YOUR INSTRUCTIONS: Take every line in the entries that includes the word "Serialize" and copy it.

DATA SHOWN:
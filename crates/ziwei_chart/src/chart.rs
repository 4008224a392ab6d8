//! Twelve-palace chart assembly.
//!
//! The assembler runs every placement stage in dependency order:
//! year → effective month → life/body palace → life palace stem-branch →
//! bureau → anchors → major stars → auxiliary stars → transformations →
//! palace layout (with the 長生 and 博士 rings) → decade and annual limits.
//! Each stage only reads what earlier stages produced, and the assembled
//! [`ChartLayer`] is never mutated afterwards.

use serde::Serialize;

use ziwei_base::{
    ALL_PALACE_ROLES, AnchorPlacement, AnnualLimit, AuxiliaryInputs, BirthInput, Branch, Bureau,
    DecadeLimit, LifeStage, LimitDirection, PalaceRole, ScholarDeity, StarId, StarInstance,
    StemBranch, TABLE_VERSION, Transformation, ZiweiError, annual_limit_for_age, annual_limits,
    apply_transformations, decade_limits, derive_body_palace_branch, derive_bureau,
    derive_life_palace_branch, find_star, life_stages_by_branch, merge_star_maps,
    palace_stem_branch, place_auxiliary_stars_with, place_major_stars, place_ziwei_and_tianfu,
    resolve_transformations, resolve_year_stem_branch, scholar_deities_by_branch,
};

use crate::config::ChartConfig;

/// One palace of an assembled chart.
#[derive(Debug, Clone, PartialEq, Eq, Serialize)]
pub struct PalaceState {
    pub role: PalaceRole,
    pub branch: Branch,
    pub stem_branch: StemBranch,
    pub is_life_palace: bool,
    pub is_body_palace: bool,
    /// Major stars first, then auxiliary and minor stars, each in table order.
    pub stars: Vec<StarInstance>,
    #[serde(skip_serializing_if = "Option::is_none")]
    pub life_stage: Option<LifeStage>,
    #[serde(skip_serializing_if = "Option::is_none")]
    pub scholar_deity: Option<ScholarDeity>,
}

impl PalaceState {
    pub fn has_star(&self, star: StarId) -> bool {
        self.stars.iter().any(|s| s.star == star)
    }

    /// Whether any star in this palace carries `t`.
    pub fn has_transformation(&self, t: Transformation) -> bool {
        self.stars.iter().any(|s| s.has_transformation(t))
    }

    pub fn major_stars(&self) -> impl Iterator<Item = &StarInstance> {
        self.stars.iter().filter(|s| s.star.is_major())
    }

    /// A palace with no major star borrows from the opposite palace (借星).
    pub fn is_empty_of_major_stars(&self) -> bool {
        self.major_stars().next().is_none()
    }
}

/// One resolved transformation and where it landed.
#[derive(Debug, Clone, Copy, PartialEq, Eq, Hash, Serialize)]
pub struct TransformedStar {
    pub star: StarId,
    pub transformation: Transformation,
    pub branch: Branch,
}

/// An assembled natal chart.
///
/// Only [`assemble_chart`] and [`assemble_chart_with`] construct this type,
/// so every instance satisfies the layout invariants: twelve palaces in
/// role order, one life palace, one body palace, and each placed star in
/// exactly one palace.
#[derive(Debug, Clone, PartialEq, Eq, Serialize)]
pub struct ChartLayer {
    birth: BirthInput,
    year: StemBranch,
    effective_lunar_month: u8,
    life_palace_branch: Branch,
    body_palace_branch: Branch,
    life_palace_stem_branch: StemBranch,
    bureau: Bureau,
    anchors: AnchorPlacement,
    transformations: Vec<TransformedStar>,
    #[serde(skip_serializing_if = "Option::is_none")]
    decade_direction: Option<LimitDirection>,
    #[serde(skip_serializing_if = "Vec::is_empty")]
    decade_limits: Vec<DecadeLimit>,
    #[serde(skip_serializing_if = "Option::is_none")]
    annual_direction: Option<LimitDirection>,
    #[serde(skip_serializing_if = "Vec::is_empty")]
    annual_limits: Vec<AnnualLimit>,
    palaces: Vec<PalaceState>,
    table_version: &'static str,
}

impl ChartLayer {
    pub fn birth(&self) -> &BirthInput {
        &self.birth
    }

    pub fn year_stem_branch(&self) -> StemBranch {
        self.year
    }

    /// Month number actually used for placement.
    pub fn effective_lunar_month(&self) -> u8 {
        self.effective_lunar_month
    }

    pub fn life_palace_branch(&self) -> Branch {
        self.life_palace_branch
    }

    pub fn body_palace_branch(&self) -> Branch {
        self.body_palace_branch
    }

    pub fn life_palace_stem_branch(&self) -> StemBranch {
        self.life_palace_stem_branch
    }

    pub fn bureau(&self) -> Bureau {
        self.bureau
    }

    pub fn anchors(&self) -> AnchorPlacement {
        self.anchors
    }

    /// The four transformations in 祿, 權, 科, 忌 order.
    pub fn transformations(&self) -> &[TransformedStar] {
        &self.transformations
    }

    pub fn decade_direction(&self) -> Option<LimitDirection> {
        self.decade_direction
    }

    /// Empty when decade limits were disabled in the config.
    pub fn decade_limits(&self) -> &[DecadeLimit] {
        &self.decade_limits
    }

    pub fn annual_direction(&self) -> Option<LimitDirection> {
        self.annual_direction
    }

    /// Ages 1..=120, empty when annual limits were disabled in the config.
    pub fn annual_limits(&self) -> &[AnnualLimit] {
        &self.annual_limits
    }

    /// Palace the annual limit for `age` falls in.
    pub fn annual_palace(&self, age: u16) -> Option<&PalaceState> {
        annual_limit_for_age(&self.annual_limits, age).map(|l| self.palace_at(l.branch))
    }

    /// The twelve palaces, indexed by [`PalaceRole::index`].
    pub fn palaces(&self) -> &[PalaceState] {
        &self.palaces
    }

    pub fn palace(&self, role: PalaceRole) -> &PalaceState {
        &self.palaces[role.index() as usize]
    }

    pub fn palace_at(&self, branch: Branch) -> &PalaceState {
        self.palace(PalaceRole::at_branch(branch, self.life_palace_branch))
    }

    pub fn life_palace(&self) -> &PalaceState {
        self.palace(PalaceRole::Life)
    }

    pub fn body_palace(&self) -> &PalaceState {
        self.palace_at(self.body_palace_branch)
    }

    /// Palace holding `star`, if it was placed.
    pub fn palace_of_star(&self, star: StarId) -> Option<&PalaceState> {
        self.palaces.iter().find(|p| p.has_star(star))
    }

    /// Every placed star, palace by palace.
    pub fn stars(&self) -> impl Iterator<Item = (&PalaceState, &StarInstance)> {
        self.palaces
            .iter()
            .flat_map(|p| p.stars.iter().map(move |s| (p, s)))
    }

    pub fn table_version(&self) -> &'static str {
        self.table_version
    }
}

/// Assemble a chart with the default [`ChartConfig`].
pub fn assemble_chart(birth: &BirthInput) -> Result<ChartLayer, ZiweiError> {
    assemble_chart_with(birth, &ChartConfig::default())
}

/// Assemble a chart.
pub fn assemble_chart_with(
    birth: &BirthInput,
    config: &ChartConfig,
) -> Result<ChartLayer, ZiweiError> {
    let year = resolve_year_stem_branch(birth.year())?;
    let month = config.leap_month.effective_month(
        birth.lunar_month(),
        birth.is_leap_month(),
        birth.lunar_day(),
    );
    let hour = birth.hour_branch();

    let life = derive_life_palace_branch(month, hour)?;
    let body = derive_body_palace_branch(month, hour)?;
    let life_sb = palace_stem_branch(year.stem(), life)?;
    let bureau = derive_bureau(life_sb)?;
    let anchors = place_ziwei_and_tianfu(bureau, birth.lunar_day())?;

    let mut stars = place_major_stars(anchors.ziwei, anchors.tianfu);
    let aux = place_auxiliary_stars_with(
        &AuxiliaryInputs {
            year_stem: year.stem(),
            year_branch: year.branch(),
            lunar_month: month,
            lunar_day: birth.lunar_day(),
            hour_branch: hour,
        },
        config.include_minor_stars,
    )?;
    merge_star_maps(&mut stars, aux);
    apply_transformations(&mut stars, year.stem())?;

    let transformations = resolve_transformations(year.stem())
        .into_iter()
        .map(|(star, transformation)| {
            let branch = find_star(&stars, star).ok_or_else(|| {
                ZiweiError::configuration(format!("{star} lost after transformation"))
            })?;
            Ok(TransformedStar {
                star,
                transformation,
                branch,
            })
        })
        .collect::<Result<Vec<_>, ZiweiError>>()?;

    if !config.include_brightness {
        for instance in stars.values_mut().flatten() {
            instance.brightness = None;
        }
    }

    let direction = LimitDirection::for_native(year.stem(), birth.gender());
    let life_stages = config
        .include_life_stages
        .then(|| life_stages_by_branch(bureau, direction));
    let scholar_deities = config
        .include_scholar_deities
        .then(|| scholar_deities_by_branch(year.stem(), direction));

    let palaces = ALL_PALACE_ROLES
        .iter()
        .map(|&role| {
            let branch = role.branch_from_life(life);
            let ring = branch.index() as usize;
            Ok(PalaceState {
                role,
                branch,
                stem_branch: palace_stem_branch(year.stem(), branch)?,
                is_life_palace: role == PalaceRole::Life,
                is_body_palace: branch == body,
                stars: stars.remove(&branch).unwrap_or_default(),
                life_stage: life_stages.map(|stages| stages[ring]),
                scholar_deity: scholar_deities.map(|deities| deities[ring]),
            })
        })
        .collect::<Result<Vec<_>, ZiweiError>>()?;

    let (decade_direction, decade_limits) = if config.include_decade_limits {
        let (dir, limits) = decade_limits(life, bureau, year.stem(), birth.gender());
        (Some(dir), limits.to_vec())
    } else {
        (None, Vec::new())
    };
    let (annual_direction, annual_limits) = if config.include_annual_limits {
        let (dir, limits) = annual_limits(year.branch(), birth.gender());
        (Some(dir), limits)
    } else {
        (None, Vec::new())
    };

    tracing::debug!(
        year = %year,
        life = %life,
        body = %body,
        bureau = %bureau,
        "assembled chart"
    );

    Ok(ChartLayer {
        birth: birth.clone(),
        year,
        effective_lunar_month: month,
        life_palace_branch: life,
        body_palace_branch: body,
        life_palace_stem_branch: life_sb,
        bureau,
        anchors,
        transformations,
        decade_direction,
        decade_limits,
        annual_direction,
        annual_limits,
        palaces,
        table_version: TABLE_VERSION,
    })
}

#[cfg(test)]
mod tests {
    use super::*;
    use crate::config::LeapMonthPolicy;
    use std::collections::HashSet;
    use ziwei_base::{ALL_STARS, Gender};

    fn demo() -> ChartLayer {
        let birth = BirthInput::new(1984, 12, 3, Branch::Hai, Gender::Male).unwrap();
        assemble_chart(&birth).unwrap()
    }

    #[test]
    fn twelve_palaces_in_role_order() {
        let chart = demo();
        assert_eq!(chart.palaces().len(), 12);
        for (i, p) in chart.palaces().iter().enumerate() {
            assert_eq!(p.role.index() as usize, i);
        }
    }

    #[test]
    fn exactly_one_life_and_body_palace() {
        let chart = demo();
        assert_eq!(chart.palaces().iter().filter(|p| p.is_life_palace).count(), 1);
        assert_eq!(chart.palaces().iter().filter(|p| p.is_body_palace).count(), 1);
        assert_eq!(chart.life_palace().branch, Branch::Yin);
        assert_eq!(chart.body_palace().branch, Branch::Zi);
        assert_eq!(chart.body_palace().role, PalaceRole::Spouse);
    }

    #[test]
    fn every_star_once() {
        let chart = demo();
        let mut seen = HashSet::new();
        for (_, s) in chart.stars() {
            assert!(seen.insert(s.star), "{} placed twice", s.star);
        }
        assert_eq!(seen.len(), ALL_STARS.len());
    }

    #[test]
    fn without_minor_stars() {
        let birth = BirthInput::new(1984, 12, 3, Branch::Hai, Gender::Male).unwrap();
        let config = ChartConfig {
            include_minor_stars: false,
            include_decade_limits: false,
            ..ChartConfig::default()
        };
        let chart = assemble_chart_with(&birth, &config).unwrap();
        assert_eq!(chart.stars().count(), 28);
        assert!(chart.decade_limits().is_empty());
        assert_eq!(chart.decade_direction(), None);
    }

    #[test]
    fn twelve_rings_and_annual_limits() {
        let chart = demo();
        let palaces = chart.palaces();
        let stages: HashSet<_> = palaces.iter().filter_map(|p| p.life_stage).collect();
        let deities: HashSet<_> = palaces.iter().filter_map(|p| p.scholar_deity).collect();
        assert_eq!(stages.len(), 12);
        assert_eq!(deities.len(), 12);
        assert_eq!(chart.annual_limits().len(), 120);
        assert_eq!(chart.annual_direction(), Some(LimitDirection::Forward));
    }

    #[test]
    fn optional_sections_can_be_disabled() {
        let birth = BirthInput::new(1984, 12, 3, Branch::Hai, Gender::Male).unwrap();
        let config = ChartConfig {
            include_annual_limits: false,
            include_brightness: false,
            include_life_stages: false,
            include_scholar_deities: false,
            ..ChartConfig::default()
        };
        let chart = assemble_chart_with(&birth, &config).unwrap();
        assert!(chart.annual_limits().is_empty());
        assert_eq!(chart.annual_palace(1), None);
        assert!(chart.stars().all(|(_, s)| s.brightness.is_none()));
        assert!(
            chart
                .palaces()
                .iter()
                .all(|p| p.life_stage.is_none() && p.scholar_deity.is_none())
        );
        // placement itself is unaffected
        assert_eq!(chart.palaces().len(), 12);
        assert_eq!(chart.stars().count(), demo().stars().count());
    }

    #[test]
    fn only_major_stars_are_rated() {
        let chart = demo();
        for (_, s) in chart.stars() {
            assert_eq!(s.brightness.is_some(), s.star.is_major(), "{}", s.star);
        }
    }

    #[test]
    fn palace_at_matches_roles() {
        let chart = demo();
        for p in chart.palaces() {
            assert_eq!(chart.palace_at(p.branch).role, p.role);
        }
    }

    #[test]
    fn transformations_resolved_with_branches() {
        let chart = demo();
        let t = chart.transformations();
        assert_eq!(t.len(), 4);
        assert_eq!(t[0].star, StarId::Lianzhen);
        assert_eq!(t[0].branch, Branch::Mao);
        assert_eq!(t[3].transformation, Transformation::Ji);
        assert_eq!(t[3].branch, Branch::Shen);
    }

    #[test]
    fn leap_split_shifts_life_palace() {
        let birth = BirthInput::new(1984, 4, 20, Branch::Zi, Gender::Female)
            .unwrap()
            .with_leap_month(true);
        let same = assemble_chart(&birth).unwrap();
        let split = assemble_chart_with(
            &birth,
            &ChartConfig {
                leap_month: LeapMonthPolicy::SplitAtMidMonth,
                ..ChartConfig::default()
            },
        )
        .unwrap();
        assert_eq!(same.effective_lunar_month(), 4);
        assert_eq!(split.effective_lunar_month(), 5);
        assert_eq!(
            split.life_palace_branch(),
            same.life_palace_branch().offset(1)
        );
    }

    #[test]
    fn assembly_is_pure() {
        assert_eq!(demo(), demo());
    }

    #[test]
    fn life_palace_empty_of_majors_in_demo() {
        let chart = demo();
        assert!(chart.life_palace().is_empty_of_major_stars());
        assert!(!chart.palace_at(Branch::Hai).is_empty_of_major_stars());
    }
}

OUTPUT BELOW:
use serde::Serialize;
#[derive(Debug, Clone, PartialEq, Eq, Serialize)]
#[derive(Debug, Clone, Copy, PartialEq, Eq, Hash, Serialize)]
#[derive(Debug, Clone, PartialEq, Eq, Serialize)]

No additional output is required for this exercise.